__Your task__
Word by word and line by line, write out all of the records.

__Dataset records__
+++

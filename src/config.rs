// Process configuration, read once from the environment:
// - wallet to index and its optional seed label
// - RPC endpoint, commitment, timeout and rate limit
// - database connection string
// - poll intervals, batch size and fetch attempts for the two loops
// - lookup table cache settings
// - token metadata source and swap program

use dotenv::dotenv;
use std::env;
use std::time::Duration;

/// Jupiter v4 aggregator program.
pub const DEFAULT_SWAP_PROGRAM_ID: &str = "JUP4Fb2cqiRUcaTHdrPC8h2gNsA2ETXiPDD33WcGuJB";
pub const DEFAULT_METADATA_URL: &str = "https://api.mngo.cloud/data/v4/group-metadata";
pub const DEFAULT_METADATA_GROUP: &str = "78b8f4cGCwmZ9ysPFMWLaLTkkaYnUjwMJYStWe5RTSSX";

#[derive(Debug, Clone)]
pub struct Config {
    pub database_url: String,
    pub solana_rpc_url: String,
    pub wallet_address: String,
    pub wallet_label: Option<String>,
    pub solana_commitment_level: String,
    pub rpc_timeout_secs: u64,
    pub rpc_rate_limit: Option<u32>,
    pub signature_poll_interval: Duration,
    pub index_poll_interval: Duration,
    pub index_batch_size: i64,
    pub index_max_fetch_attempts: i64,
    pub cache_ttl: Duration,
    pub cache_max_capacity: u64,
    pub metadata_url: String,
    pub metadata_group: String,
    pub metadata_timeout_secs: u64,
    pub swap_program_id: String,
}

impl Config {
    pub fn from_env() -> Self {
        dotenv().ok();

        let database_url = env::var("DATABASE_URL").unwrap_or_else(|_| "sqlite:indexer.db".to_string());
        let solana_rpc_url = env::var("SOLANA_RPC_URL")
            .unwrap_or_else(|_| "https://api.mainnet-beta.solana.com".to_string());
        let wallet_address = env::var("WALLET_PK").unwrap_or_default();
        let wallet_label = env::var("WALLET_LABEL").ok().filter(|label| !label.trim().is_empty());
        let solana_commitment_level = env::var("SOLANA_COMMITMENT_LEVEL")
            .unwrap_or_else(|_| "confirmed".to_string());
        let rpc_timeout_secs = env::var("RPC_TIMEOUT_SECS")
            .map(|v| v.parse().unwrap_or(30))
            .unwrap_or(30);
        let rpc_rate_limit = env::var("RPC_RATE_LIMIT")
            .map(|v| v.parse().ok())
            .unwrap_or(None);
        let signature_poll_interval = env::var("SIGNATURE_POLL_INTERVAL_SECS")
            .unwrap_or_else(|_| "5".to_string())
            .parse()
            .map(Duration::from_secs)
            .unwrap_or(Duration::from_secs(5));
        let index_poll_interval = env::var("INDEX_POLL_INTERVAL_MS")
            .unwrap_or_else(|_| "1000".to_string())
            .parse()
            .map(Duration::from_millis)
            .unwrap_or(Duration::from_millis(1000));
        let index_batch_size = env::var("INDEX_BATCH_SIZE")
            .map(|v| v.parse().unwrap_or(50))
            .unwrap_or(50);
        let index_max_fetch_attempts = env::var("INDEX_MAX_FETCH_ATTEMPTS")
            .map(|v| v.parse().unwrap_or(10))
            .unwrap_or(10);
        let cache_ttl = env::var("CACHE_TTL")
            .unwrap_or_else(|_| "3600".to_string())
            .parse()
            .map(Duration::from_secs)
            .unwrap_or(Duration::from_secs(3600));
        let cache_max_capacity = env::var("CACHE_MAX_CAPACITY")
            .unwrap_or_else(|_| "1000".to_string())
            .parse()
            .unwrap_or(1000);
        let metadata_url = env::var("METADATA_URL").unwrap_or_else(|_| DEFAULT_METADATA_URL.to_string());
        let metadata_group = env::var("METADATA_GROUP").unwrap_or_else(|_| DEFAULT_METADATA_GROUP.to_string());
        let metadata_timeout_secs = env::var("METADATA_TIMEOUT_SECS")
            .map(|v| v.parse().unwrap_or(30))
            .unwrap_or(30);
        let swap_program_id = env::var("SWAP_PROGRAM_ID")
            .unwrap_or_else(|_| DEFAULT_SWAP_PROGRAM_ID.to_string());

        Self {
            database_url,
            solana_rpc_url,
            wallet_address,
            wallet_label,
            solana_commitment_level,
            rpc_timeout_secs,
            rpc_rate_limit,
            signature_poll_interval,
            index_poll_interval,
            index_batch_size,
            index_max_fetch_attempts,
            cache_ttl,
            cache_max_capacity,
            metadata_url,
            metadata_group,
            metadata_timeout_secs,
            swap_program_id,
        }
    }
}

+++

__Output__
filename src/config.rs
// Process configuration, read once from the environment:
// - wallet to index and its optional seed label
// - RPC endpoint, commitment, timeout and rate limit
// - database connection string
// - poll intervals, batch size and fetch attempts for the two loops
// - lookup table cache settings
// - token metadata source and swap program

use dotenv::dotenv;
use std::env;
use std::time::Duration;

/// Jupiter v4 aggregator program.
pub const DEFAULT_SWAP_PROGRAM_ID: &str = "JUP4Fb2cqiRUcaTHdrPC8h2gNsA2ETXiPDD33WcGuJB";
pub const DEFAULT_METADATA_URL: &str = "https://api.mngo.cloud/data/v4/group-metadata";
pub const DEFAULT_METADATA_GROUP: &str = "78b8f4cGCwmZ9ysPFMWLaLTkkaYnUjwMJYStWe5RTSSX";

#[derive(Debug, Clone)]
pub struct Config {
    pub database_url: String,
    pub solana_rpc_url: String,
    pub wallet_address: String,
    pub wallet_label: Option<String>,
    pub solana_commitment_level: String,
    pub rpc_timeout_secs: u64,
    pub rpc_rate_limit: Option<u32>,
    pub signature_poll_interval: Duration,
    pub index_poll_interval: Duration,
    pub index_batch_size: i64,
    pub index_max_fetch_attempts: i64,
    pub cache_ttl: Duration,
    pub cache_max_capacity: u64,
    pub metadata_url: String,
    pub metadata_group: String,
    pub metadata_timeout_secs: u64,
    pub swap_program_id: String,
}

impl Config {
    pub fn from_env() -> Self {
        dotenv().ok();

        let database_url = env::var("DATABASE_URL").unwrap_or_else(|_| "sqlite:indexer.db".to_string());
        let solana_rpc_url = env::var("SOLANA_RPC_URL")
            .unwrap_or_else(|_| "https://api.mainnet-beta.solana.com".to_string());
        let wallet_address = env::var("WALLET_PK").unwrap_or_default();
        let wallet_label = env::var("WALLET_LABEL").ok().filter(|label| !label.trim().is_empty());
        let solana_commitment_level = env::var("SOLANA_COMMITMENT_LEVEL")
            .unwrap_or_else(|_| "confirmed".to_string());
        let rpc_timeout_secs = env::var("RPC_TIMEOUT_SECS")
            .map(|v| v.parse().unwrap_or(30))
            .unwrap_or(30);
        let rpc_rate_limit = env::var("RPC_RATE_LIMIT")
            .map(|v| v.parse().ok())
            .unwrap_or(None);
        let signature_poll_interval = env::var("SIGNATURE_POLL_INTERVAL_SECS")
            .unwrap_or_else(|_| "5".to_string())
            .parse()
            .map(Duration::from_secs)
            .unwrap_or(Duration::from_secs(5));
        let index_poll_interval = env::var("INDEX_POLL_INTERVAL_MS")
            .unwrap_or_else(|_| "1000".to_string())
            .parse()
            .map(Duration::from_millis)
            .unwrap_or(Duration::from_millis(1000));
        let index_batch_size = env::var("INDEX_BATCH_SIZE")
            .map(|v| v.parse().unwrap_or(50))
            .unwrap_or(50);
        let index_max_fetch_attempts = env::var("INDEX_MAX_FETCH_ATTEMPTS")
            .map(|v| v.parse().unwrap_or(10))
            .unwrap_or(10);
        let cache_ttl = env::var("CACHE_TTL")
            .unwrap_or_else(|_| "3600".to_string())
            .parse()
            .map(Duration::from_secs)
            .unwrap_or(Duration::from_secs(3600));
        let cache_max_capacity = env::var("CACHE_MAX_CAPACITY")
            .unwrap_or_else(|_| "1000".to_string())
            .parse()
            .unwrap_or(1000);
        let metadata_url = env::var("METADATA_URL").unwrap_or_else(|_| DEFAULT_METADATA_URL.to_string());
        let metadata_group = env::var("METADATA_GROUP").unwrap_or_else(|_| DEFAULT_METADATA_GROUP.to_string());
        let metadata_timeout_secs = env::var("METADATA_TIMEOUT_SECS")
            .map(|v| v.parse().unwrap_or(30))
            .unwrap_or(30);
        let swap_program_id = env::var("SWAP_PROGRAM_ID")
            .unwrap_or_else(|_| DEFAULT_SWAP_PROGRAM_ID.to_string());

        Self {
            database_url,
            solana_rpc_url,
            wallet_address,
            wallet_label,
            solana_commitment_level,
            rpc_timeout_secs,
            rpc_rate_limit,
            signature_poll_interval,
            index_poll_interval,
            index_batch_size,
            index_max_fetch_attempts,
            cache_ttl,
            cache_max_capacity,
            metadata_url,
            metadata_group,
            metadata_timeout_secs,
            swap_program_id,
        }
    }
}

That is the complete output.